それぞれのクラブ室では、子どもたちが机に向かって宿題をしたり、好きな本を読んだり、絵をかいたり、ゲームに興じていました。また校庭での自由遊び、室内でのドッジボールなど、弾けるように体を動かす子どもたちの姿があり、ここでの活動が楽しいものであることがうかがわれました。クラブ室では子どもたちは大好きなおやつを食べます。その様子は笑顔いっぱいでとてもうれしそう。当番活動、準備や後片づけなど多くのことを学ぶ機会でもあります。おやつは子どもたちにとって大切な「活動」であることがわかりました。

 

一方で、課題も見受けられました。

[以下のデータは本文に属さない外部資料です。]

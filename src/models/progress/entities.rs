use std::collections::BTreeSet;

use serde::{Deserialize, Serialize};
use ts_rs::TS;

// 单课程进度状态
#[derive(Debug, Clone, Serialize, PartialEq, TS)]
#[serde(rename_all = "snake_case")]
#[ts(export, export_to = "../frontend/src/types/generated/progress.ts")]
pub enum ProgressStatus {
    Active,    // 学习中
    Completed, // 已完成
    Dropped,   // 已放弃
}

impl Default for ProgressStatus {
    fn default() -> Self {
        ProgressStatus::Active
    }
}

impl<'de> Deserialize<'de> for ProgressStatus {
    fn deserialize<D>(deserializer: D) -> Result<Self, D::Error>
    where
        D: serde::Deserializer<'de>,
    {
        let s = String::deserialize(deserializer)?;
        match s.as_str() {
            "active" => Ok(ProgressStatus::Active),
            "completed" => Ok(ProgressStatus::Completed),
            "dropped" => Ok(ProgressStatus::Dropped),
            _ => Err(serde::de::Error::custom(format!(
                "无效的进度状态: '{s}'. 支持的状态: active, completed, dropped"
            ))),
        }
    }
}

impl std::fmt::Display for ProgressStatus {
    fn fmt(&self, f: &mut std::fmt::Formatter<'_>) -> std::fmt::Result {
        match self {
            ProgressStatus::Active => write!(f, "active"),
            ProgressStatus::Completed => write!(f, "completed"),
            ProgressStatus::Dropped => write!(f, "dropped"),
        }
    }
}

// 单课程进度
//
// completed_sections / completed_exercises 使用集合语义：
// 重复标记已完成的小节是幂等的。time_spent 单调不减，按次累加。
#[derive(Debug, Clone, Serialize, Deserialize, TS)]
#[ts(export, export_to = "../frontend/src/types/generated/progress.ts")]
pub struct CourseProgress {
    pub course_id: i64,
    // 始终位于 [0, 100]，由进度更新引擎根据课程结构重算
    pub progress_percentage: u8,
    pub chapters_completed: u32,
    pub total_chapters: u32,
    #[serde(default)]
    pub completed_sections: BTreeSet<String>,
    #[serde(default)]
    pub completed_exercises: BTreeSet<String>,
    // 累计学习时长（分钟）
    pub time_spent: i64,
    #[serde(default)]
    pub status: ProgressStatus,
    pub last_activity_at: Option<chrono::DateTime<chrono::Utc>>,
}

impl CourseProgress {
    /// 按班期课程列表初始化的空进度
    pub fn empty(course_id: i64) -> Self {
        Self {
            course_id,
            progress_percentage: 0,
            chapters_completed: 0,
            total_chapters: 0,
            completed_sections: BTreeSet::new(),
            completed_exercises: BTreeSet::new(),
            time_spent: 0,
            status: ProgressStatus::Active,
            last_activity_at: None,
        }
    }

    pub fn is_completed(&self) -> bool {
        self.progress_percentage >= 100
    }

    pub fn is_active(&self) -> bool {
        self.progress_percentage > 0 && self.progress_percentage < 100
    }
}

// 班期进度记录（即选课记录）
//
// 每个 (promotion_id, student_id) 一条，首次访问时懒创建，
// courses 为班期课程列表对应的 CourseProgress 数组（JSON 列）。
#[derive(Debug, Clone, Serialize, Deserialize, TS)]
#[ts(export, export_to = "../frontend/src/types/generated/progress.ts")]
pub struct PromotionProgress {
    pub id: i64,
    pub promotion_id: i64,
    pub student_id: i64,
    #[serde(default)]
    pub courses: Vec<CourseProgress>,
    pub created_at: chrono::DateTime<chrono::Utc>,
    pub updated_at: chrono::DateTime<chrono::Utc>,
}

impl PromotionProgress {
    pub fn course_progress(&self, course_id: i64) -> Option<&CourseProgress> {
        self.courses.iter().find(|c| c.course_id == course_id)
    }

    pub fn course_progress_mut(&mut self, course_id: i64) -> Option<&mut CourseProgress> {
        self.courses.iter_mut().find(|c| c.course_id == course_id)
    }
}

どのクラブでも、入室の希望が定員を大幅に上回っているため、優先度の高い1年生の人数が圧倒的に多くなります。そのため、上の学年の子どもが下の学年の子どもと活動する機会が少なく、支援員が面倒を見ないといけない場面がほとんどです。これでは活動の内容を支援することに力を注ぐのがむずかしくなります。89人が入室している大門クラブでは、支援員が名簿を手にしながら子どもの点呼に追われている実態がありました。

 

視察した金子市議は、「保護者・市民から強く望まれている放課後児童クラブの拡充が必要。対策を求めたい」と話しました。

 

放課後子ども居場所事業で民設学童の運営が不安定に

 

 

5月25日、プラザウエストで、さいたま市学童保育連絡協議会の定期総会が開かれ、久保みき、とばめぐみ、池田めぐみの各市議が参加しました。冒頭、西栄一郎会長から、市連協が提出した「常勤職員2名以上配置した際の適用条件見直しを求める請願書」が2月議会で国に対する意見書として採択されたことについて感謝のあいさつがありました。

 

一方で、さいたま市の学童保育は、公設62カ所、民設263カ所(2025年4月現在)で、民設に依存してきた経緯がありますが、昨年度から「放課後子ども居場所事業」が始まったことで、民設学童への影響を心配する声が多く寄せられました。総会では、放課後子ども居場所事業がはじまった岸町小学校の民設学童クラブ「太陽の家」の指導員と保護者からそれぞれ発言があり、「専門性のある指導員がいるからこそ、貴重な体験ができる」「5、6年生がリーダーとして活躍し、異年齢のかかわりがあることで、子ども同士の育ちあいの場所になっている」など、居場所事業ではなく、あえて民設を選んでいる理由などが語られました。

 

また、鈴谷小学校区の民設放課後児童クラブ「シリウス」の保護者からは、居場所事業の影響で、児童数と委託金が減少した現状が報告されました。

 

総会では、各区の市議が区ごとに学童の保護者や指導員と話す機会が設けられ、池田市議は「子どもたちが安心して過ごせる第二の居場所として、放課後のあり方について現場の声を聞き、市議会に届けたい」と話しました。